[Collected data entries]
_ _ _ _ _ _ _

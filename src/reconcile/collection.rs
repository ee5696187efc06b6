//! Log reconciliation engine
//!
//! `LogCollection` merges polled snapshots into a bounded, deduplicated,
//! newest-first list and tracks which rows are still highlighted.

use std::collections::{HashMap, HashSet};
use std::time::Duration;

use chrono::{DateTime, Utc};
use tokio::time::Instant;
use tracing::{debug, trace};

use super::highlight::HighlightTimer;
use super::timestamp::{is_newer, parse_timestamp};
use crate::models::{LogEntry, LogKey};

/// 高亮持续时间
pub const HIGHLIGHT_DURATION: Duration = Duration::from_millis(2000);

#[derive(Debug, Clone)]
struct Row {
    entry: LogEntry,
    /// 解析后的 updatedAt，None 表示无法解析（排在最后）
    updated: Option<DateTime<Utc>>,
    highlight_until: Option<Instant>,
}

impl Row {
    fn new(mut entry: LogEntry, highlight_until: Instant) -> Self {
        entry.is_new = true;
        let updated = parse_timestamp(&entry.updated_at).ok();
        Self {
            entry,
            updated,
            highlight_until: Some(highlight_until),
        }
    }

    fn expire_if_due(&mut self, now: Instant) -> bool {
        match self.highlight_until {
            Some(until) if until <= now => {
                self.highlight_until = None;
                self.entry.is_new = false;
                true
            }
            _ => false,
        }
    }
}

/// Result of one merge.
#[derive(Debug, Clone, Default, PartialEq, Eq)]
pub struct MergeOutcome {
    /// Keys inserted or updated by this merge and still retained.
    pub highlighted: Vec<LogKey>,
    pub inserted: usize,
    pub updated: usize,
    pub discarded: usize,
    pub evicted: usize,
}

impl MergeOutcome {
    pub fn is_noop(&self) -> bool {
        self.highlighted.is_empty() && self.evicted == 0
    }
}

#[derive(Debug, Clone)]
pub struct LogCollection {
    rows: Vec<Row>,
    timer: HighlightTimer,
    highlight_duration: Duration,
}

impl Default for LogCollection {
    fn default() -> Self {
        Self::new(HIGHLIGHT_DURATION)
    }
}

impl LogCollection {
    pub fn new(highlight_duration: Duration) -> Self {
        Self {
            rows: Vec::new(),
            timer: HighlightTimer::new(),
            highlight_duration,
        }
    }

    /// Merge `snapshot` and truncate to `limit`.
    ///
    /// An incoming entry replaces the existing one for its key only when its
    /// `updatedAt` is strictly later; unparsable timestamps count as not newer.
    /// Rows past `limit` are removed from the collection, not just hidden.
    pub fn merge(&mut self, snapshot: Vec<LogEntry>, limit: usize, now: Instant) -> MergeOutcome {
        let mut outcome = MergeOutcome::default();
        let highlight_until = now + self.highlight_duration;

        let mut by_key: HashMap<LogKey, Row> = self
            .rows
            .drain(..)
            .map(|row| (row.entry.key(), row))
            .collect();
        let mut touched: HashSet<LogKey> = HashSet::new();

        for incoming in snapshot {
            let key = incoming.key();
            // fail closed: a stored row with an unparsable updatedAt is never
            // replaced, it stays until evicted
            match by_key.get(&key) {
                None => outcome.inserted += 1,
                Some(existing) => match is_newer(&incoming.updated_at, &existing.entry.updated_at) {
                    Ok(true) => outcome.updated += 1,
                    Ok(false) => {
                        outcome.discarded += 1;
                        continue;
                    }
                    Err(e) => {
                        debug!("Discarding {} from snapshot: {}", key, e);
                        outcome.discarded += 1;
                        continue;
                    }
                },
            }

            by_key.insert(key.clone(), Row::new(incoming, highlight_until));
            if touched.insert(key.clone()) {
                outcome.highlighted.push(key);
            }
        }

        let mut rows: Vec<Row> = by_key.into_values().collect();
        for row in &mut rows {
            row.expire_if_due(now);
        }
        rows.sort_by(|a, b| b.updated.cmp(&a.updated));

        if rows.len() > limit {
            let evicted: HashSet<LogKey> = rows
                .split_off(limit)
                .into_iter()
                .map(|row| row.entry.key())
                .collect();
            outcome.evicted = evicted.len();
            outcome.highlighted.retain(|k| !evicted.contains(k));
        }

        self.rows = rows;
        self.rearm();

        trace!(
            "Merged snapshot: {} inserted, {} updated, {} discarded, {} evicted, {} rows",
            outcome.inserted,
            outcome.updated,
            outcome.discarded,
            outcome.evicted,
            self.rows.len()
        );
        outcome
    }

    /// Clear the highlight on every row whose window has elapsed.
    pub fn expire_highlights(&mut self, now: Instant) -> usize {
        if !self.timer.is_due(now) {
            return 0;
        }
        let cleared = self
            .rows
            .iter_mut()
            .map(|row| row.expire_if_due(now))
            .filter(|cleared| *cleared)
            .count();
        self.rearm();
        cleared
    }

    /// Empty the collection and cancel the pending highlight clear.
    pub fn clear(&mut self) -> bool {
        let had_rows = !self.rows.is_empty();
        self.rows.clear();
        self.timer.cancel();
        had_rows
    }

    /// Drop every row past `limit`. Removed rows are gone for good, so a
    /// later, larger limit does not bring them back.
    pub fn truncate(&mut self, limit: usize) -> usize {
        if self.rows.len() <= limit {
            return 0;
        }
        let evicted = self.rows.split_off(limit).len();
        self.rearm();
        trace!("Truncated {} rows to limit {}", evicted, limit);
        evicted
    }

    pub fn highlight_deadline(&self) -> Option<Instant> {
        self.timer.deadline()
    }

    pub fn len(&self) -> usize {
        self.rows.len()
    }

    pub fn is_empty(&self) -> bool {
        self.rows.is_empty()
    }

    pub fn get(&self, key: &LogKey) -> Option<&LogEntry> {
        self.rows
            .iter()
            .map(|row| &row.entry)
            .find(|entry| entry.ip == key.ip && entry.slug == key.slug)
    }

    /// Rows newest first.
    pub fn iter(&self) -> impl Iterator<Item = &LogEntry> {
        self.rows.iter().map(|row| &row.entry)
    }

    /// Materialized view capped at `limit`.
    pub fn view(&self, limit: usize) -> Vec<LogEntry> {
        self.iter().take(limit).cloned().collect()
    }

    fn rearm(&mut self) {
        let next = self.rows.iter().filter_map(|row| row.highlight_until).min();
        self.timer.rearm(next);
    }
}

_ _ _ _ _ _ _

**Required work**
Every record shown above should be set down again exactly.

**Written solution**
filename src/reconcile/collection.rs
repository ee5696187efc06b6
//! Log reconciliation engine
//!
//! `LogCollection` merges polled snapshots into a bounded, deduplicated,
//! newest-first list and tracks which rows are still highlighted.

use std::collections::{HashMap, HashSet};
use std::time::Duration;

use chrono::{DateTime, Utc};
use tokio::time::Instant;
use tracing::{debug, trace};

use super::highlight::HighlightTimer;
use super::timestamp::{is_newer, parse_timestamp};
use crate::models::{LogEntry, LogKey};

/// 高亮持续时间
pub const HIGHLIGHT_DURATION: Duration = Duration::from_millis(2000);

#[derive(Debug, Clone)]
struct Row {
    entry: LogEntry,
    /// 解析后的 updatedAt，None 表示无法解析（排在最后）
    updated: Option<DateTime<Utc>>,
    highlight_until: Option<Instant>,
}

impl Row {
    fn new(mut entry: LogEntry, highlight_until: Instant) -> Self {
        entry.is_new = true;
        let updated = parse_timestamp(&entry.updated_at).ok();
        Self {
            entry,
            updated,
            highlight_until: Some(highlight_until),
        }
    }

    fn expire_if_due(&mut self, now: Instant) -> bool {
        match self.highlight_until {
            Some(until) if until <= now => {
                self.highlight_until = None;
                self.entry.is_new = false;
                true
            }
            _ => false,
        }
    }
}

/// Result of one merge.
#[derive(Debug, Clone, Default, PartialEq, Eq)]
pub struct MergeOutcome {
    /// Keys inserted or updated by this merge and still retained.
    pub highlighted: Vec<LogKey>,
    pub inserted: usize,
    pub updated: usize,
    pub discarded: usize,
    pub evicted: usize,
}

impl MergeOutcome {
    pub fn is_noop(&self) -> bool {
        self.highlighted.is_empty() && self.evicted == 0
    }
}

#[derive(Debug, Clone)]
pub struct LogCollection {
    rows: Vec<Row>,
    timer: HighlightTimer,
    highlight_duration: Duration,
}

impl Default for LogCollection {
    fn default() -> Self {
        Self::new(HIGHLIGHT_DURATION)
    }
}

impl LogCollection {
    pub fn new(highlight_duration: Duration) -> Self {
        Self {
            rows: Vec::new(),
            timer: HighlightTimer::new(),
            highlight_duration,
        }
    }

    /// Merge `snapshot` and truncate to `limit`.
    ///
    /// An incoming entry replaces the existing one for its key only when its
    /// `updatedAt` is strictly later; unparsable timestamps count as not newer.
    /// Rows past `limit` are removed from the collection, not just hidden.
    pub fn merge(&mut self, snapshot: Vec<LogEntry>, limit: usize, now: Instant) -> MergeOutcome {
        let mut outcome = MergeOutcome::default();
        let highlight_until = now + self.highlight_duration;

        let mut by_key: HashMap<LogKey, Row> = self
            .rows
            .drain(..)
            .map(|row| (row.entry.key(), row))
            .collect();
        let mut touched: HashSet<LogKey> = HashSet::new();

        for incoming in snapshot {
            let key = incoming.key();
            // fail closed: a stored row with an unparsable updatedAt is never
            // replaced, it stays until evicted
            match by_key.get(&key) {
                None => outcome.inserted += 1,
                Some(existing) => match is_newer(&incoming.updated_at, &existing.entry.updated_at) {
                    Ok(true) => outcome.updated += 1,
                    Ok(false) => {
                        outcome.discarded += 1;
                        continue;
                    }
                    Err(e) => {
                        debug!("Discarding {} from snapshot: {}", key, e);
                        outcome.discarded += 1;
                        continue;
                    }
                },
            }

            by_key.insert(key.clone(), Row::new(incoming, highlight_until));
            if touched.insert(key.clone()) {
                outcome.highlighted.push(key);
            }
        }

        let mut rows: Vec<Row> = by_key.into_values().collect();
        for row in &mut rows {
            row.expire_if_due(now);
        }
        rows.sort_by(|a, b| b.updated.cmp(&a.updated));

        if rows.len() > limit {
            let evicted: HashSet<LogKey> = rows
                .split_off(limit)
                .into_iter()
                .map(|row| row.entry.key())
                .collect();
            outcome.evicted = evicted.len();
            outcome.highlighted.retain(|k| !evicted.contains(k));
        }

        self.rows = rows;
        self.rearm();

        trace!(
            "Merged snapshot: {} inserted, {} updated, {} discarded, {} evicted, {} rows",
            outcome.inserted,
            outcome.updated,
            outcome.discarded,
            outcome.evicted,
            self.rows.len()
        );
        outcome
    }

    /// Clear the highlight on every row whose window has elapsed.
    pub fn expire_highlights(&mut self, now: Instant) -> usize {
        if !self.timer.is_due(now) {
            return 0;
        }
        let cleared = self
            .rows
            .iter_mut()
            .map(|row| row.expire_if_due(now))
            .filter(|cleared| *cleared)
            .count();
        self.rearm();
        cleared
    }

    /// Empty the collection and cancel the pending highlight clear.
    pub fn clear(&mut self) -> bool {
        let had_rows = !self.rows.is_empty();
        self.rows.clear();
        self.timer.cancel();
        had_rows
    }

    /// Drop every row past `limit`. Removed rows are gone for good, so a
    /// later, larger limit does not bring them back.
    pub fn truncate(&mut self, limit: usize) -> usize {
        if self.rows.len() <= limit {
            return 0;
        }
        let evicted = self.rows.split_off(limit).len();
        self.rearm();
        trace!("Truncated {} rows to limit {}", evicted, limit);
        evicted
    }

    pub fn highlight_deadline(&self) -> Option<Instant> {
        self.timer.deadline()
    }

    pub fn len(&self) -> usize {
        self.rows.len()
    }

    pub fn is_empty(&self) -> bool {
        self.rows.is_empty()
    }

    pub fn get(&self, key: &LogKey) -> Option<&LogEntry> {
        self.rows
            .iter()
            .map(|row| &row.entry)
            .find(|entry| entry.ip == key.ip && entry.slug == key.slug)
    }

    /// Rows newest first.
    pub fn iter(&self) -> impl Iterator<Item = &LogEntry> {
        self.rows.iter().map(|row| &row.entry)
    }

    /// Materialized view capped at `limit`.
    pub fn view(&self, limit: usize) -> Vec<LogEntry> {
        self.iter().take(limit).cloned().collect()
    }

    fn rearm(&mut self) {
        let next = self.rows.iter().filter_map(|row| row.highlight_until).min();
        self.timer.rearm(next);
    }
}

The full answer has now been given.